Stell Dir vor, dass Du eines schönen Tages in bester Laune aus dem Haus kommst. Es ist nichts Außerordentliches passiert, Dir geht’s einfach nur gut. Das Wetter ist warm und sonnig, die Vöglein zwitschern, Du lächelst vor Dich hin und verspürst den Wunsch danach, vor Freude hochzuspringen. Und springst. Es beobachtet Dich keiner, also springst Du vergnüglich, solange es Dir Spaß macht.
Wie lange willst Du so hüpfen? Hoffentlich nicht bis Du erschöpft und mit kaputten Schuhen auf den Boden fällst. Nein, Du lässt einfach nur die überquellende Freude raus und sagst Dir dann selbst: „Genug“. Danach gehst Du einfach weiter. Dabei wird Deine Laune nicht schlechter, nein, Du fühlst Dich weiterhin glücklich und zufrieden, nur etwas ruhiger.

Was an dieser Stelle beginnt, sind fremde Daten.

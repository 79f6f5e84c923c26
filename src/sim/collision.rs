//! Ball/paddle collision detection
//!
//! Everything is an axis-aligned box: a unit quad scaled by `BALL_SCALE` or
//! `PADDLE_SCALE`. A negative gap on an axis means the boxes overlap there.

use glam::{Vec2, Vec3};

use super::state::{Paddle, PaddleSide};
use crate::consts::*;

/// Sum of ball and paddle half extents
#[inline]
pub fn combined_half_extents() -> Vec2 {
    Vec2::new(
        (BALL_SCALE.x + PADDLE_SCALE.x) / 2.0,
        (BALL_SCALE.y + PADDLE_SCALE.y) / 2.0,
    )
}

/// Distance between edges on each axis (negative = overlapping on that axis)
pub fn gap(ball_pos: Vec3, paddle_pos: Vec3) -> Vec2 {
    let centers = Vec2::new(
        (paddle_pos.x - ball_pos.x).abs(),
        (paddle_pos.y - ball_pos.y).abs(),
    );
    centers - combined_half_extents()
}

/// Both axes overlap
#[inline]
pub fn overlaps(gap: Vec2) -> bool {
    gap.x < 0.0 && gap.y < 0.0
}

/// Find the paddle the ball is hitting at `ball_pos`, if any.
///
/// A ball already behind the paddle line (|x| >= paddle 1's x offset) never
/// collides, so a point and a hit cannot happen on the same frame.
pub fn find_paddle_hit(ball_pos: Vec3, paddles: &[Paddle; 2]) -> Option<PaddleSide> {
    if ball_pos.x.abs() >= PADDLE1_START.x {
        return None;
    }
    paddles
        .iter()
        .find(|paddle| overlaps(gap(ball_pos, paddle.position)))
        .map(|paddle| paddle.side)
}

/// Deflection from where the ball met the paddle: 0 at the center, ±1 at the
/// paddle's ends. Not clamped; a corner hit can exceed 1.
#[inline]
pub fn spin_ratio(ball_y: f32, paddle_y: f32) -> f32 {
    (ball_y - paddle_y) / (PADDLE_SCALE.y / 2.0)
}

/// Ball x that sits exactly against the court-facing side of a paddle
#[inline]
pub fn flush_x(paddle_x: f32) -> f32 {
    let offset = combined_half_extents().x;
    if paddle_x > 0.0 {
        paddle_x - offset
    } else {
        paddle_x + offset
    }
}
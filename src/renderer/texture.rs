//! Texture loading
//!
//! Nothing in the current draw path is textured, but `draw_quad` accepts a
//! texture and this is how one gets made. A missing or undecodable image is
//! an error; callers treat it as fatal.

use std::path::Path;

use gl::types::{GLint, GLsizei, GLuint};
use image::RgbaImage;

use crate::error::{PongError, Result};

/// OpenGL texture name
#[derive(Debug, Clone, Copy, PartialEq, Eq, Hash)]
pub struct TextureId(pub GLuint);

/// Read and decode an image as 8-bit RGBA
pub fn decode_rgba(path: &Path) -> Result<RgbaImage> {
    image::open(path)
        .map(|img| img.to_rgba8())
        .map_err(|source| PongError::Texture {
            path: path.to_path_buf(),
            source,
        })
}

/// Decode `path` and upload it as a nearest-filtered 2D texture
pub fn load_texture(path: &Path) -> Result<TextureId> {
    let image = decode_rgba(path).inspect_err(|e| log::error!("{e}"))?;
    let (width, height) = image.dimensions();

    let mut id: GLuint = 0;
    unsafe {
        gl::GenTextures(1, &mut id);
        gl::BindTexture(gl::TEXTURE_2D, id);
        gl::TexImage2D(
            gl::TEXTURE_2D,
            0,
            gl::RGBA as GLint,
            width as GLsizei,
            height as GLsizei,
            0,
            gl::RGBA,
            gl::UNSIGNED_BYTE,
            image.as_raw().as_ptr().cast(),
        );
        gl::TexParameteri(gl::TEXTURE_2D, gl::TEXTURE_MIN_FILTER, gl::NEAREST as GLint);
        gl::TexParameteri(gl::TEXTURE_2D, gl::TEXTURE_MAG_FILTER, gl::NEAREST as GLint);
    }

    log::debug!("Loaded texture {} ({}x{}) from {}", id, width, height, path.display());
    Ok(TextureId(id))
}

#[cfg(test)]
mod tests {
    use super::*;

    #[test]
    fn test_missing_image_is_error() {
        let path = std::env::temp_dir().join("sdl_pong_no_such_texture.png");
        let err = decode_rgba(&path).unwrap_err();
        assert!(matches!(err, PongError::Texture { .. }));
        assert!(err.to_string().contains("sdl_pong_no_such_texture.png"));
    }

    #[test]
    fn test_decode_png() {
        let path = std::env::temp_dir().join(format!("sdl_pong_tex_{}.png", std::process::id()));
        let mut img = RgbaImage::new(2, 3);
        img.put_pixel(1, 2, image::Rgba([255, 0, 0, 255]));
        img.save(&path).unwrap();

        let decoded = decode_rgba(&path).unwrap();
        std::fs::remove_file(&path).ok();
        assert_eq!(decoded.dimensions(), (2, 3));
        assert_eq!(decoded.get_pixel(1, 2).0, [255, 0, 0, 255]);
    }
}
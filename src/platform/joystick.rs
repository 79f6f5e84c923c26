//! Joystick slots
//!
//! Slot 0 (primary) drives paddle 1 and is opened at startup if a device is
//! plugged in. Slot 1 (secondary) drives paddle 2 and only exists in
//! two-player mode.

use sdl2::JoystickSubsystem;
use sdl2::joystick::Joystick;

use crate::input::StickState;

/// SDL's vertical axis
const VERTICAL_AXIS: u32 = 1;

/// Map a raw SDL axis reading to -1.0..=1.0 with up positive.
/// SDL reports up as negative.
#[inline]
pub fn normalize_axis(raw: i16) -> f32 {
    -(raw as f32 / i16::MAX as f32).clamp(-1.0, 1.0)
}

fn open(subsystem: &JoystickSubsystem, index: u32) -> Option<Joystick> {
    let available = subsystem.num_joysticks().unwrap_or_else(|e| {
        log::warn!("Could not count joysticks: {e}");
        0
    });
    if index >= available {
        return None;
    }
    match subsystem.open(index) {
        Ok(joystick) => {
            log::info!("Opened joystick {}: {}", index, joystick.name());
            Some(joystick)
        }
        Err(e) => {
            log::warn!("Could not open joystick {}: {}", index, e);
            None
        }
    }
}

fn vertical(joystick: &Option<Joystick>) -> Option<f32> {
    let joystick = joystick.as_ref()?;
    joystick.axis(VERTICAL_AXIS).ok().map(normalize_axis)
}

/// Up to two open joysticks
#[derive(Default)]
pub struct JoystickSlots {
    primary: Option<Joystick>,
    secondary: Option<Joystick>,
}

impl JoystickSlots {
    pub fn open_primary(&mut self, subsystem: &JoystickSubsystem) {
        self.primary = open(subsystem, 0);
    }

    pub fn open_secondary(&mut self, subsystem: &JoystickSubsystem) {
        if self.secondary.is_none() {
            self.secondary = open(subsystem, 1);
        }
    }

    pub fn close_secondary(&mut self) {
        if self.secondary.take().is_some() {
            log::info!("Closed joystick 1");
        }
    }

    pub fn has_primary(&self) -> bool {
        self.primary.is_some()
    }

    pub fn has_secondary(&self) -> bool {
        self.secondary.is_some()
    }

    /// Current vertical deflection of each open stick
    pub fn sticks(&self) -> StickState {
        StickState {
            primary: vertical(&self.primary),
            secondary: vertical(&self.secondary),
        }
    }

    /// Close everything
    pub fn close_all(&mut self) {
        self.close_secondary();
        if self.primary.take().is_some() {
            log::info!("Closed joystick 0");
        }
    }
}

#[cfg(test)]
mod tests {
    use super::*;

    #[test]
    fn test_normalize_axis_up_is_positive() {
        assert_eq!(normalize_axis(0), 0.0);
        assert!((normalize_axis(i16::MIN) - 1.0).abs() < 1e-6);
        assert!((normalize_axis(i16::MAX) + 1.0).abs() < 1e-6);
        assert!((normalize_axis(-16384) - 0.5).abs() < 1e-3);
    }

    #[test]
    fn test_empty_slots() {
        let slots = JoystickSlots::default();
        assert!(!slots.has_primary());
        assert!(!slots.has_secondary());
        assert_eq!(slots.sticks(), StickState::default());
    }
}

Diesen Zustand nennen wir den Zustand des Schwebens. Und dieser Zustand ist perfekt zum Spielen geeignet.
Wenn Du schwebst, gelingt Dir alles leicht, ohne Anstrengung. In diesem Moment verspürst Du eine Überzeugung, dass alles gut sein wird.
Kennst Du diese Geschichte von Carlos Castaneda, als er gefragt wird, was er machen würde, wenn ihm auf seinem Weg ein Mann mit der Waffe auflauern würde. Er sagt darauf: „Ich werde auf diesem Weg gar nicht erst auftauchen.“
Und genauso geht es Dir im Zustand des Schwebens – solange Du schwebst, bist Du in Harmonie mit Dir selbst und mit der Welt um Dich herum und hast die Möglichkeit, jede Richtung einzuschlagen, die Du möchtest.
Versuch diesen Zustand neu zu erleben und achte darauf, dass es in diesem Zustand keinen Platz für Furcht, Zweifel oder Ärger gibt. Wenn Du schwebst, gelingt Dir alles mit Leichtigkeit.
Es ist einfach, Dich in diesen Zustand zu versetzen – erinnere Dich daran, wie Du Dich gefühlt hast, als Du das letzte Mal geschwebt bist. Erinnere Dich an Deine Emotionen und lasse sie in Deinem Kopf wiederaufleben.